- **What to do**
All records below are to be repeated precisely, with nothing added.

- **Records to use**
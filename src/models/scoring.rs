use serde::{Deserialize, Serialize};
use std::collections::BTreeMap;

use super::github::{GitHubReport, GitHubSignal};
use super::opportunity::OpportunityMatch;
use super::profile::SourceCompleteness;
use super::semantic::{GrowthAssessment, ProjectEvaluation, SemanticAnalysis, TechnicalAnalysis};
use super::skills::{DomainScores, ExtractedSkills};

#[derive(Debug, Clone, Serialize, Deserialize, PartialEq)]
pub struct TraditionalAnalysis {
    pub domain_scores: DomainScores,
    pub skills_analysis: ExtractedSkills,
    pub github_analysis: Option<GitHubSignal>,
}

#[derive(Debug, Clone, Serialize, Deserialize, PartialEq)]
pub struct EnhancedScore {
    pub score: f64,
    pub technical_depth: TechnicalAnalysis,
    pub project_insights: ProjectEvaluation,
    pub growth_potential: GrowthAssessment,
    pub source_completeness: SourceCompleteness,
}

#[derive(Debug, Clone, Serialize, Deserialize, PartialEq)]
pub struct LearningPathEntry {
    pub domain: String,
    pub focus_areas: Vec<String>,
    pub suggested_projects: Vec<String>,
}

#[derive(Debug, Clone, Default, Serialize, Deserialize, PartialEq)]
pub struct Recommendations {
    pub strongest_domains: Vec<String>,
    pub improvement_areas: Vec<String>,
    pub recommended_focus: Vec<String>,
    pub learning_path: Vec<LearningPathEntry>,
}

impl Recommendations {
    pub fn is_empty(&self) -> bool {
        self.strongest_domains.is_empty()
            && self.improvement_areas.is_empty()
            && self.recommended_focus.is_empty()
            && self.learning_path.is_empty()
    }
}

/// Traditional and semantic results blended into one per-domain view.
#[derive(Debug, Clone, Serialize, Deserialize, PartialEq)]
pub struct ResumeAnalysis {
    pub enhanced_scores: BTreeMap<String, EnhancedScore>,
    pub llm_analysis: SemanticAnalysis,
    pub traditional_analysis: TraditionalAnalysis,
    pub recommendations: Recommendations,
}

/// Output of the `analyze_candidate` command.
#[derive(Debug, Clone, Serialize, Deserialize)]
pub struct CandidateAnalysis {
    pub resume_analysis: ResumeAnalysis,
    #[serde(skip_serializing_if = "Option::is_none")]
    pub github_analysis: Option<GitHubReport>,
    #[serde(skip_serializing_if = "Option::is_none")]
    pub hackathon_matches: Option<Vec<OpportunityMatch>>,
}
use thiserror::Error;

#[derive(Error, Debug)]
pub enum Error {
    #[error("Failed to parse {0}")]
    Parse(String),

    #[error("GitHub API error: {0}")]
    GitHubApi(String),

    #[error("GitHub user not found: {0}")]
    UserNotFound(String),

    #[error("Inference API error: {0}")]
    InferenceApi(String),

    #[error("Inference request rejected: {0}")]
    InferenceRejected(String),

    #[error("Request timed out: {0}")]
    Timeout(String),

    #[error("Failed to combine analyses: {0}")]
    AnalysisCombination(String),

    #[error("Rate limit exceeded: {0}")]
    RateLimitExceeded(String),

    #[error("Configuration error: {0}")]
    Config(String),

    #[error("Network error: {0}")]
    Network(#[from] reqwest::Error),

    #[error("Serialization error: {0}")]
    Serialization(#[from] serde_json::Error),

    #[error("IO error: {0}")]
    Io(#[from] std::io::Error),

    #[error("Invalid header value: {0}")]
    InvalidHeader(#[from] reqwest::header::InvalidHeaderValue),
}

pub type Result<T> = std::result::Result<T, Error>;

impl Error {
    /// Transient failures worth another attempt.
    pub fn is_retryable(&self) -> bool {
        matches!(
            self,
            Error::Network(_) | Error::Timeout(_) | Error::InferenceApi(_)
        )
    }
}

#[cfg(test)]
mod tests {
    use super::*;

    #[test]
    fn test_classification() {
        assert!(Error::Timeout("github".into()).is_retryable());
        assert!(Error::InferenceApi("502 Bad Gateway".into()).is_retryable());
        assert!(!Error::InferenceRejected("401 Unauthorized".into()).is_retryable());
        assert!(!Error::UserNotFound("ghost".into()).is_retryable());
        assert!(!Error::RateLimitExceeded("inference".into()).is_retryable());
    }

    #[test]
    fn test_parse_message() {
        let err = Error::Parse("resume PDF: empty document".into());
        assert_eq!(err.to_string(), "Failed to parse resume PDF: empty document");
    }
}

- **Response below**
filename src/models/scoring.rs
use serde::{Deserialize, Serialize};
use std::collections::BTreeMap;

use super::github::{GitHubReport, GitHubSignal};
use super::opportunity::OpportunityMatch;
use super::profile::SourceCompleteness;
use super::semantic::{GrowthAssessment, ProjectEvaluation, SemanticAnalysis, TechnicalAnalysis};
use super::skills::{DomainScores, ExtractedSkills};

#[derive(Debug, Clone, Serialize, Deserialize, PartialEq)]
pub struct TraditionalAnalysis {
    pub domain_scores: DomainScores,
    pub skills_analysis: ExtractedSkills,
    pub github_analysis: Option<GitHubSignal>,
}

#[derive(Debug, Clone, Serialize, Deserialize, PartialEq)]
pub struct EnhancedScore {
    pub score: f64,
    pub technical_depth: TechnicalAnalysis,
    pub project_insights: ProjectEvaluation,
    pub growth_potential: GrowthAssessment,
    pub source_completeness: SourceCompleteness,
}

#[derive(Debug, Clone, Serialize, Deserialize, PartialEq)]
pub struct LearningPathEntry {
    pub domain: String,
    pub focus_areas: Vec<String>,
    pub suggested_projects: Vec<String>,
}

#[derive(Debug, Clone, Default, Serialize, Deserialize, PartialEq)]
pub struct Recommendations {
    pub strongest_domains: Vec<String>,
    pub improvement_areas: Vec<String>,
    pub recommended_focus: Vec<String>,
    pub learning_path: Vec<LearningPathEntry>,
}

impl Recommendations {
    pub fn is_empty(&self) -> bool {
        self.strongest_domains.is_empty()
            && self.improvement_areas.is_empty()
            && self.recommended_focus.is_empty()
            && self.learning_path.is_empty()
    }
}

/// Traditional and semantic results blended into one per-domain view.
#[derive(Debug, Clone, Serialize, Deserialize, PartialEq)]
pub struct ResumeAnalysis {
    pub enhanced_scores: BTreeMap<String, EnhancedScore>,
    pub llm_analysis: SemanticAnalysis,
    pub traditional_analysis: TraditionalAnalysis,
    pub recommendations: Recommendations,
}

/// Output of the `analyze_candidate` command.
#[derive(Debug, Clone, Serialize, Deserialize)]
pub struct CandidateAnalysis {
    pub resume_analysis: ResumeAnalysis,
    #[serde(skip_serializing_if = "Option::is_none")]
    pub github_analysis: Option<GitHubReport>,
    #[serde(skip_serializing_if = "Option::is_none")]
    pub hackathon_matches: Option<Vec<OpportunityMatch>>,
}
use thiserror::Error;

#[derive(Error, Debug)]
pub enum Error {
    #[error("Failed to parse {0}")]
    Parse(String),

    #[error("GitHub API error: {0}")]
    GitHubApi(String),

    #[error("GitHub user not found: {0}")]
    UserNotFound(String),

    #[error("Inference API error: {0}")]
    InferenceApi(String),

    #[error("Inference request rejected: {0}")]
    InferenceRejected(String),

    #[error("Request timed out: {0}")]
    Timeout(String),

    #[error("Failed to combine analyses: {0}")]
    AnalysisCombination(String),

    #[error("Rate limit exceeded: {0}")]
    RateLimitExceeded(String),

    #[error("Configuration error: {0}")]
    Config(String),

    #[error("Network error: {0}")]
    Network(#[from] reqwest::Error),

    #[error("Serialization error: {0}")]
    Serialization(#[from] serde_json::Error),

    #[error("IO error: {0}")]
    Io(#[from] std::io::Error),

    #[error("Invalid header value: {0}")]
    InvalidHeader(#[from] reqwest::header::InvalidHeaderValue),
}

pub type Result<T> = std::result::Result<T, Error>;

impl Error {
    /// Transient failures worth another attempt.
    pub fn is_retryable(&self) -> bool {
        matches!(
            self,
            Error::Network(_) | Error::Timeout(_) | Error::InferenceApi(_)
        )
    }
}

#[cfg(test)]
mod tests {
    use super::*;

    #[test]
    fn test_classification() {
        assert!(Error::Timeout("github".into()).is_retryable());
        assert!(Error::InferenceApi("502 Bad Gateway".into()).is_retryable());
        assert!(!Error::InferenceRejected("401 Unauthorized".into()).is_retryable());
        assert!(!Error::UserNotFound("ghost".into()).is_retryable());
        assert!(!Error::RateLimitExceeded("inference".into()).is_retryable());
    }

    #[test]
    fn test_parse_message() {
        let err = Error::Parse("resume PDF: empty document".into());
        assert_eq!(err.to_string(), "Failed to parse resume PDF: empty document");
    }
}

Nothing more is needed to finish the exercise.